ÉDITORIAL. Le Conseil fédéral a dévoilé un projet de réglementation mesuré à la suite de l’effondrement de Credit Suisse. Mais lors de la prochaine crise, ce sont surtout des qualités humaines qui feront la différence
Un bon compromis helvétique. Deux ans après l’absorption en catastrophe de CREDIT SUISSE par UBS, le projet présenté vendredi par la conseillère fédérale chargée des Finances, Karin Keller-Sutter, représente un paquet de mesures plutôt équilibré pour encadrer les banques trop grandes pour faire faillite. Si la gauche et les milieux bancaires s’époumonent déjà pour dire le mal qu’ils en pensent, pour des raisons évidemment bien différentes, les investisseurs semblent le voir plutôt d’un bon œil: l’action d’UBS a fait un bond de 3,8% vendredi.
Désormais seul établissement suisse d’importance systémique internationale, le groupe dirigé par Sergio Ermotti est en effet la principale, voire l’unique, cible de l’opération. Alors qu’il pourrait devoir augmenter sur une dizaine d’années ses fonds propres de quelque 20 milliards de francs, le fer de lance de la place financière suisse échappe tout de même à un durcissement trop strict des exigences en la matière.
Que restera-t-il de cette première mouture au terme du travail parlementaire à venir? Il ne faut pas sous-estimer le lobbyisme intense qui va être déployé pour atténuer tout ou partie des mesures envisagées, telle la possibilité de confisquer des bonus, d’octroyer des amendes ou d’identifier clairement les responsabilités à la tête des grandes banques du pays.
Une affaire d’hommes et de femmes
Quelle que soit la réglementation finale, elle ne suffira pas pour pleinement rassurer.

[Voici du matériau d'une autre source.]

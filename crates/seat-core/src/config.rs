//! Simulation configuration: the typed [`SimConfig`] plus the key/value
//! [`ConfigStore`] that front-ends use to edit it.
//!
//! # Validation
//!
//! Every tunable has a closed range (see [`ParamKey::bounds`]).  A write
//! through [`ConfigStore::set`] that falls outside its range is dropped
//! without an error; the previous value stays in place.
//!
//! # Corridor width
//!
//! `CORRIDOR_WIDTH` is derived, never set.  It is recomputed from `COLS` and
//! `NUM_BLOCKS` on every read by [`corridor_width_for`].
//!
//! # Change listeners
//!
//! Listeners registered with [`ConfigStore::subscribe`] run synchronously
//! after each accepted change.  A listener that returns an error or panics
//! is logged and skipped; the remaining listeners still run.

use std::fmt;
use std::panic::{AssertUnwindSafe, catch_unwind};
use std::str::FromStr;

use tracing::{debug, warn};

use crate::{CoreError, CoreResult};

/// Candidate corridor widths, searched in ascending order.
pub const CORRIDOR_WIDTH_CANDIDATES: std::ops::RangeInclusive<usize> = 2..=6;

/// Corridor width used when no candidate fits the column budget.
pub const FALLBACK_CORRIDOR_WIDTH: usize = 2;

/// Corridor width that maximises per-block seat width for `cols` columns
/// split into `num_blocks` blocks.
///
/// Widths are tried in ascending order and compared with `>=`, so among
/// equal block widths the larger corridor wins.  Widths whose corridors
/// alone exceed `cols`, or that leave blocks zero columns wide, are skipped.
pub fn corridor_width_for(cols: usize, num_blocks: usize) -> usize {
    if num_blocks == 0 {
        return FALLBACK_CORRIDOR_WIDTH;
    }
    let mut best: Option<(usize, usize)> = None; // (width, block_width)
    for w in CORRIDOR_WIDTH_CANDIDATES {
        let corridors = (num_blocks + 1) * w;
        if corridors >= cols {
            continue;
        }
        let block_width = (cols - corridors) / num_blocks;
        if block_width == 0 {
            continue;
        }
        match best {
            Some((_, bw)) if block_width < bw => {}
            _ => best = Some((w, block_width)),
        }
    }
    best.map_or(FALLBACK_CORRIDOR_WIDTH, |(w, _)| w)
}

Malgré les justifications émises depuis des mois, il n’est pas acquis que la honteuse bérézina bancaire à laquelle les citoyens suisses ont assisté n’aurait pas pu être évitée dans le cadre légal actuel.
Pour s’en convaincre, il suffit de visionner le récent documentaire Credit Suisse – Autopsie d’un naufrage. De manière implacable, la réalisatrice Liz Horowitz pointe les zones d’ombre d’une affaire qui n’est pas uniquement due à l’incompétence et à l’arrogance d’une clique de banquiers cupides. Jusqu’à preuve du contraire, personne n’a par exemple forcé le gendarme des banques suisses à assouplir dès 2017 les exigences en fonds propres à l’encontre de CREDIT SUISSE, une faveur qui a masqué la situation catastrophique dans laquelle se trouvait la banque.
Nul ne peut malheureusement non plus assurer que lorsque UBS rencontrera des vents contraires, la personne chargée des finances fédérales saura prendre ses responsabilités, des responsabilités auxquelles Ueli Maurer, en place en 2022, s’est lamentablement dérobé. Ni que les dirigeants de la Finma et de la Banque nationale suisse auront le courage nécessaire pour activer les mesures radicales qui s’imposeront.
Une réglementation est une condition nécessaire mais insuffisante pour éviter une débâcle bancaire. La résolution de la prochaine crise dépendra surtout du courage et du talent des hommes et des femmes qui la géreront. Dans la chute de CREDIT SUISSE, beaucoup en ont cruellement manqué.